The problem:
Somewhere below are a line with "out.pairs.push((b, e));" and a later line with "if !out.dangling_beginnings.is_empty() ||". Output exactly those lines and all lines between them.

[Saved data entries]
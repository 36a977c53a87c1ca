//! Shared vocabulary of the almanac engine.
//!
//! This crate provides:
//! - [`Body`] identifiers and the body groups each detector family draws from
//! - [`Minute`] timestamps and inclusive [`MinuteRange`]s
//! - [`Sample`]s with independently optional fields and field-level merge
//! - Zodiac signs and decans, aspect angle classes
//! - Angle normalization and local-extremum predicates used by the detectors

pub mod angle;
pub mod aspect;
pub mod body;
pub mod extremum;
pub mod location;
pub mod sample;
pub mod time;
pub mod zodiac;

pub use angle::{normalize_360, normalize_to_pm180, separation_deg, signed_delta_deg, unwrap_near};
pub use aspect::{ALL_ASPECTS, AspectKind, MAJOR_ASPECTS};
pub use body::{
    ALL_BODIES, ASPECT_BODIES, BRIGHTNESS_BODIES, Body, INGRESS_BODIES, INNER_PLANETS,
    ParseBodyError, STATION_BODIES,
};
pub use extremum::{is_local_max, is_local_min};
pub use location::GeoLocation;
pub use sample::{ALL_FIELDS, FieldSet, Sample, SampleField};
pub use time::{Minute, MinuteRange};
pub use zodiac::{ALL_SIGNS, DECAN_SPAN_DEG, Decan, SIGN_SPAN_DEG, Sign};
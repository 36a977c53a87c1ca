//! Duration synthesis: pairing beginning and ending events into intervals.
//!
//! [`pair`] is a greedy two-pointer walk over one subject's beginnings and
//! endings. [`synthesize`] extracts the subject keys from each event's
//! phenomenon, groups, and pairs each group on its own.

use std::collections::BTreeMap;
use std::fmt::{Display, Formatter};

use almanac_core::Minute;
use serde::Serialize;
use tracing::{debug, warn};

use crate::event::{
    AspectPhase, DurationEvent, DurationSubject, IngressBoundary, InstantEvent, PatternPhase,
    Phenomenon, Role, StationType, TwilightDirection, TwilightKind, VisibilityPhase,
};

/// Result of pairing one subject's events.
#[derive(Debug, Clone, PartialEq, Default)]
pub struct Pairing<'a> {
    /// Accepted `(beginning, ending)` pairs in chronological order.
    pub pairs: Vec<(&'a InstantEvent, &'a InstantEvent)>,
    /// Endings at or before the beginning they were tested against.
    pub discarded: Vec<&'a InstantEvent>,
    /// Beginnings left without an ending (interval runs past the range end).
    pub dangling_beginnings: Vec<&'a InstantEvent>,
    /// Endings left without a beginning.
    pub dangling_endings: Vec<&'a InstantEvent>,
}

/// Pair `beginnings` with `endings`, both sorted ascending by timestamp.
///
/// An ending at or before the current beginning cannot close it: the ending
/// is discarded with a warning and the same beginning is tried against the
/// next ending. Otherwise both advance. Whatever is left over is dangling.
/// Assumes at most one open period at a time.
pub fn pair<'a>(
    beginnings: &'a [InstantEvent],
    endings: &'a [InstantEvent],
    label: &str,
) -> Pairing<'a> {
    let mut out = Pairing::default();
    let (mut i, mut j) = (0, 0);

    while i < beginnings.len() && j < endings.len() {
        let (b, e) = (&beginnings[i], &endings[j]);
        if e.at <= b.at {
            warn!(
                subject = label,
                beginning = %b.at,
                ending = %e.at,
                "ending does not follow its beginning; discarded"
            );
            out.discarded.push(e);
            j += 1;
        } else {
            out.pairs.push((b, e));
            i += 1;
            j += 1;
        }
    }

    out.dangling_beginnings.extend(&beginnings[i..]);
    out.dangling_endings.extend(&endings[j..]);
    if !out.dangling_beginnings.is_empty() || !out.dangling_endings.is_empty() {
        warn!(
            subject = label,
            beginnings = out.dangling_beginnings.len(),
            endings = out.dangling_endings.len(),
            "unpaired events; the interval extends past the queried range"
        );
    }
    out
}

/// Subjects an event opens or closes.
///
/// One event may play two roles: astronomical dusk ends the astronomical
/// light and begins the night; a sign ingress ends the transit of the sign
/// left and begins the transit of the sign entered.
pub fn roles(phenomenon: &Phenomenon) -> Vec<(DurationSubject, Role)> {
    match phenomenon {
        Phenomenon::Twilight { kind, direction } => {
            let light = DurationSubject::Light { kind: *kind };
            let astronomical = *kind == TwilightKind::Astronomical;
            match direction {
                TwilightDirection::Dawn => {
                    let mut r = vec![(light, Role::Begins)];
                    if astronomical {
                        r.push((DurationSubject::Night, Role::Ends));
                    }
                    r
                }
                TwilightDirection::Dusk => {
                    let mut r = vec![(light, Role::Ends)];
                    if astronomical {
                        r.push((DurationSubject::Night, Role::Begins));
                    }
                    r
                }
            }
        }
        Phenomenon::Ingress {
            body,
            boundary: IngressBoundary::Sign { from, to },
            ..
        } => vec![
            (
                DurationSubject::SignTransit {
                    body: *body,
                    sign: *from,
                },
                Role::Ends,
            ),
            (
                DurationSubject::SignTransit {
                    body: *body,
                    sign: *to,
                },
                Role::Begins,
            ),
        ],
        Phenomenon::Station { body, station } => {
            let subject = DurationSubject::Retrograde { body: *body };
            match station {
                StationType::StationRetrograde => vec![(subject, Role::Begins)],
                StationType::StationDirect => vec![(subject, Role::Ends)],
            }
        }
        Phenomenon::Visibility { body, phase } => {
            let body = *body;
            vec![match phase {
                VisibilityPhase::MorningRise => {
                    (DurationSubject::MorningStar { body }, Role::Begins)
                }
                VisibilityPhase::MorningSet => {
                    (DurationSubject::MorningStar { body }, Role::Ends)
                }
                VisibilityPhase::EveningRise => {
                    (DurationSubject::EveningStar { body }, Role::Begins)
                }
                VisibilityPhase::EveningSet => {
                    (DurationSubject::EveningStar { body }, Role::Ends)
                }
            }]
        }
        Phenomenon::Aspect {
            first,
            second,
            aspect,
            phase,
        } => {
            let subject = DurationSubject::AspectOrb {
                first: *first,
                second: *second,
                aspect: *aspect,
            };
            match phase {
                AspectPhase::Begins => vec![(subject, Role::Begins)],
                AspectPhase::Ends => vec![(subject, Role::Ends)],
                _ => Vec::new(),
            }
        }
        Phenomenon::Pattern {
            pattern,
            bodies,
            phase,
        } => {
            let mut bodies = bodies.clone();
            bodies.sort();
            let subject = DurationSubject::Pattern {
                pattern: *pattern,
                bodies,
            };
            match phase {
                PatternPhase::Forms => vec![(subject, Role::Begins)],
                PatternPhase::Dissolves => vec![(subject, Role::Ends)],
            }
        }
        Phenomenon::Ingress { .. }
        | Phenomenon::MaxElongation { .. }
        | Phenomenon::PeakBrightness { .. } => Vec::new(),
    }
}

/// A recoverable pairing anomaly.
#[derive(Debug, Clone, PartialEq, Eq, Serialize)]
#[serde(tag = "warning", rename_all = "snake_case")]
pub enum PairingWarning {
    /// An ending at or before the beginning it was tested against.
    DiscardedEnding { subject: DurationSubject, at: Minute },
    /// Beginnings with no ending inside the range.
    DanglingBeginnings {
        subject: DurationSubject,
        at: Vec<Minute>,
    },
    /// Endings with no beginning inside the range.
    DanglingEndings {
        subject: DurationSubject,
        at: Vec<Minute>,
    },
}

impl Display for PairingWarning {
    fn fmt(&self, f: &mut Formatter<'_>) -> std::fmt::Result {
        match self {
            Self::DiscardedEnding { subject, at } => {
                write!(f, "{subject}: discarded ending at {at}")
            }
            Self::DanglingBeginnings { subject, at } => {
                write!(f, "{subject}: {} beginning(s) without an ending", at.len())
            }
            Self::DanglingEndings { subject, at } => {
                write!(f, "{subject}: {} ending(s) without a beginning", at.len())
            }
        }
    }
}

/// Durations and the warnings produced while pairing.
#[derive(Debug, Clone, PartialEq, Default)]
pub struct Synthesis {
    /// Sorted by start, then end.
    pub durations: Vec<DurationEvent>,
    pub warnings: Vec<PairingWarning>,
}

/// Group `events` by subject and pair each group.
pub fn synthesize(events: &[InstantEvent]) -> Synthesis {
    let mut groups: BTreeMap<DurationSubject, (Vec<InstantEvent>, Vec<InstantEvent>)> =
        BTreeMap::new();
    for event in events {
        for (subject, role) in roles(&event.phenomenon) {
            let (begins, ends) = groups.entry(subject).or_default();
            match role {
                Role::Begins => begins.push(event.clone()),
                Role::Ends => ends.push(event.clone()),
            }
        }
    }

    let mut out = Synthesis::default();
    for (subject, (mut begins, mut ends)) in groups {
        begins.sort_by_key(|e| e.at);
        ends.sort_by_key(|e| e.at);
        let label = subject.label();
        let pairing = pair(&begins, &ends, &label);

        out.durations.extend(
            pairing
                .pairs
                .iter()
                .filter_map(|(b, e)| DurationEvent::new(b.at, e.at, subject.clone())),
        );
        out.warnings.extend(
            pairing
                .discarded
                .iter()
                .map(|e| PairingWarning::DiscardedEnding {
                    subject: subject.clone(),
                    at: e.at,
                }),
        );
        if !pairing.dangling_beginnings.is_empty() {
            out.warnings.push(PairingWarning::DanglingBeginnings {
                subject: subject.clone(),
                at: pairing.dangling_beginnings.iter().map(|e| e.at).collect(),
            });
        }
        if !pairing.dangling_endings.is_empty() {
            out.warnings.push(PairingWarning::DanglingEndings {
                subject: subject.clone(),
                at: pairing.dangling_endings.iter().map(|e| e.at).collect(),
            });
        }
    }

    out.durations.sort_by_key(|d| (d.start(), d.end()));
    debug!(
        durations = out.durations.len(),
        warnings = out.warnings.len(),
        "durations synthesized"
    );
    out
}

Reply:
            out.pairs.push((b, e));
            i += 1;
            j += 1;
        }
    }

    out.dangling_beginnings.extend(&beginnings[i..]);
    out.dangling_endings.extend(&endings[j..]);
    if !out.dangling_beginnings.is_empty() || !out.dangling_endings.is_empty() {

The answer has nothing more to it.